I do think that there is evidence and real studies that have been done. People have used alot of these therapies, herbs, etc. for thousands of years with success. Just not in this country (since the indians anyway).

Also, I sort of agree when you speak of genetics or the genetic strand. I believe that people can lean genetically toward a certain disease. However, by using natural means they can put the "odds" (I know, bad theology) in their favor. In other words, by living a bad lifestyle, eating bad food, etc., one person might be more prone to cancer while another heart disease, etc. Nevertheless, I would choose natural therapies to help correct and strengthen rather than chemicals that suppress.

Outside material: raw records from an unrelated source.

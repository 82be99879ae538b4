mod engine;
mod error;
mod types;

pub use engine::{Decoder, decode};
pub use error::{CoreError, CoreErrorCode, TextPosition};
pub use types::{ImportUnit, ParseResult, SourceMetadata};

I will also admit that there are natural practitioners that I would call "quacks." But when looking at the theories of the allopathic pratitioners compared to the natural, I believe the natural to be correct.


----------



## Bladestunner316 (Mar 4, 2005)




----------



## Scott Bushey (Mar 4, 2005)

> _Originally posted by Bladestunner316_
> What about the pharmecutical company promoting drugs thorugh doctors? also what about drugs having so many side effects??
> 
> Im not sayin there all bad. Just asking if you know.
> ...



Doctors use drug based upon study outcomes. Side effects are reported for legal purposes solely. For instance, the heart medicine I take blocks beta cells; this presents itself as the side effect, fatigue. if I was to do something like drive and get into an accident, if the drug companies did not report that fatigue was a side effect, I could sue them. Most side effects do not even present themselves to the normal person. I always tell my patients to NOT read the side effect brochure that comes w/ the medicines........

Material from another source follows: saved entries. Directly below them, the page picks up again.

use std::fs;
use std::io::{self, Read as _};
use std::path::{Path, PathBuf};
use std::process;

use clap::{Parser, ValueEnum};
use env_logger::Env;
use roster_core::core_api::{CoreError, Decoder, ParseResult};
use roster_core::{RosterFormat, supported_extensions};
use roster_render::{
    FieldSelection, JsonStyle, TextRenderOptions, render_field_lines, render_json_full,
    render_json_selected, render_summary_sheet_with_options,
};

const STDIN_PATH: &str = "-";

#[derive(Copy, Clone, Debug, PartialEq, Eq, ValueEnum)]
enum FormatArg {
    Rosz,
    Ros,
    Json,
}

impl FormatArg {
    fn to_core(self) -> RosterFormat {
        match self {
            Self::Rosz => RosterFormat::Compressed,
            Self::Ros => RosterFormat::Xml,
            Self::Json => RosterFormat::Json,
        }
    }
}

#[derive(Debug, Parser)]
#[command(author, version, about)]
struct Cli {
    /// Army list export to decode, or `-` to read stdin.
    #[arg(value_name = "FILE", required_unless_present = "list_formats")]
    path: Option<PathBuf>,
    /// Decode as this format instead of detecting it from the file name.
    #[arg(long, value_enum)]
    format: Option<FormatArg>,
    #[arg(long = "list-formats", conflicts_with = "path")]
    list_formats: bool,
    #[arg(long)]
    name: bool,
    #[arg(long)]
    faction: bool,
    #[arg(long = "game-system")]
    game_system: bool,
    #[arg(long)]
    points: bool,
    #[arg(long)]
    units: bool,
    #[arg(long)]
    generator: bool,
    #[arg(long)]
    revision: bool,
    #[arg(long)]
    json: bool,
    #[arg(short, long)]
    verbose: bool,
}

impl Cli {
    fn field_selection(&self) -> FieldSelection {
        FieldSelection {
            name: self.name,
            faction: self.faction,
            game_system: self.game_system,
            points: self.points,
            units: self.units,
            generator: self.generator,
            revision: self.revision,
        }
    }
}

fn main() {
    let cli = Cli::parse();
    init_logging(cli.verbose);

    if cli.list_formats {
        for format in RosterFormat::ALL {
            println!("{}\t{}", format.extension(), format.label());
        }
        return;
    }

    let Some(path) = cli.path.as_deref() else {
        eprintln!("FILE is required unless --list-formats is given");
        process::exit(2);
    };
    let format = cli.format.map(FormatArg::to_core);

    let result = if path == Path::new(STDIN_PATH) {
        let Some(format) = format else {
            eprintln!(
                "--format <rosz|ros|json> is required when reading from stdin ({})",
                supported_extensions().join(", ")
            );
            process::exit(2);
        };
        let bytes = read_stdin().unwrap_or_else(|e| {
            eprintln!("Error reading stdin: {e}");
            process::exit(1);
        });
        Decoder::new().decode_as(bytes, format)
    } else {
        decode_path(path, format)
    };

    let result = result.unwrap_or_else(|e| {
        report_decode_error(path, &e);
        process::exit(1);
    });

    let fields = cli.field_selection();
    if cli.json {
        let json = if fields.is_any_selected() {
            render_json_selected(&result, &fields, JsonStyle::CanonicalV1)
        } else {
            render_json_full(&result, JsonStyle::CanonicalV1)
        };
        let rendered = serde_json::to_string_pretty(&json).unwrap_or_else(|e| {
            eprintln!("Error rendering JSON output: {e}");
            process::exit(1);
        });
        println!("{rendered}");
        return;
    }

    if fields.is_any_selected() {
        print!("{}", render_field_lines(&result, &fields));
        return;
    }

    print_summary(&result, cli.verbose);
}

fn init_logging(verbose: bool) {
    let default_filter = if verbose { "debug" } else { "warn" };
    env_logger::Builder::from_env(Env::default().default_filter_or(default_filter)).init();
}

fn decode_path(path: &Path, format: Option<RosterFormat>) -> Result<ParseResult, CoreError> {
    let decoder = Decoder::new();
    match format {
        Some(format) => {
            let bytes = fs::read(path).unwrap_or_else(|e| {
                eprintln!("Error reading {}: {e}", path.display());
                process::exit(1);
            });
            log::debug!("--format {format:?} overrides detection for {}", path.display());
            decoder.decode_as(bytes, format)
        }
        None => decoder.decode_file(path),
    }
}

fn read_stdin() -> io::Result<Vec<u8>> {
    let mut bytes = Vec::new();
    io::stdin().lock().read_to_end(&mut bytes)?;
    Ok(bytes)
}

fn report_decode_error(path: &Path, err: &CoreError) {
    eprintln!("Error decoding army list: {}", path.display());
    eprintln!("  {err}");
    if let Some(position) = err.position {
        eprintln!("  at line {}, column {}", position.line, position.column);
    }
}

fn print_summary(result: &ParseResult, verbose: bool) {
    print!(
        "{}",
        render_summary_sheet_with_options(result, TextRenderOptions { verbose })
    );
}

mega dosing of OTC pottasium will cause heart rythym disturbances. No one ever tells you that.


----------



## Scot (Mar 4, 2005)

> Doctors use drug based upon study outcomes.



And there are no studies done to find out what happens when you take a combination of drugs. From what I understand, they are all studied individually. Who knows what's going on when someone on a drug cocktail.


----------



## Scott Bushey (Mar 4, 2005)

> _Originally posted by Scot_
> 
> 
> > Doctors use drug based upon study outcomes.
> ...



This is true. But, for all thats worth, neither does the naturalist community (do such a study).


----------



## Scot (Mar 4, 2005)

> This is true. But, for all thats worth, neither does the naturalist community (do such a study).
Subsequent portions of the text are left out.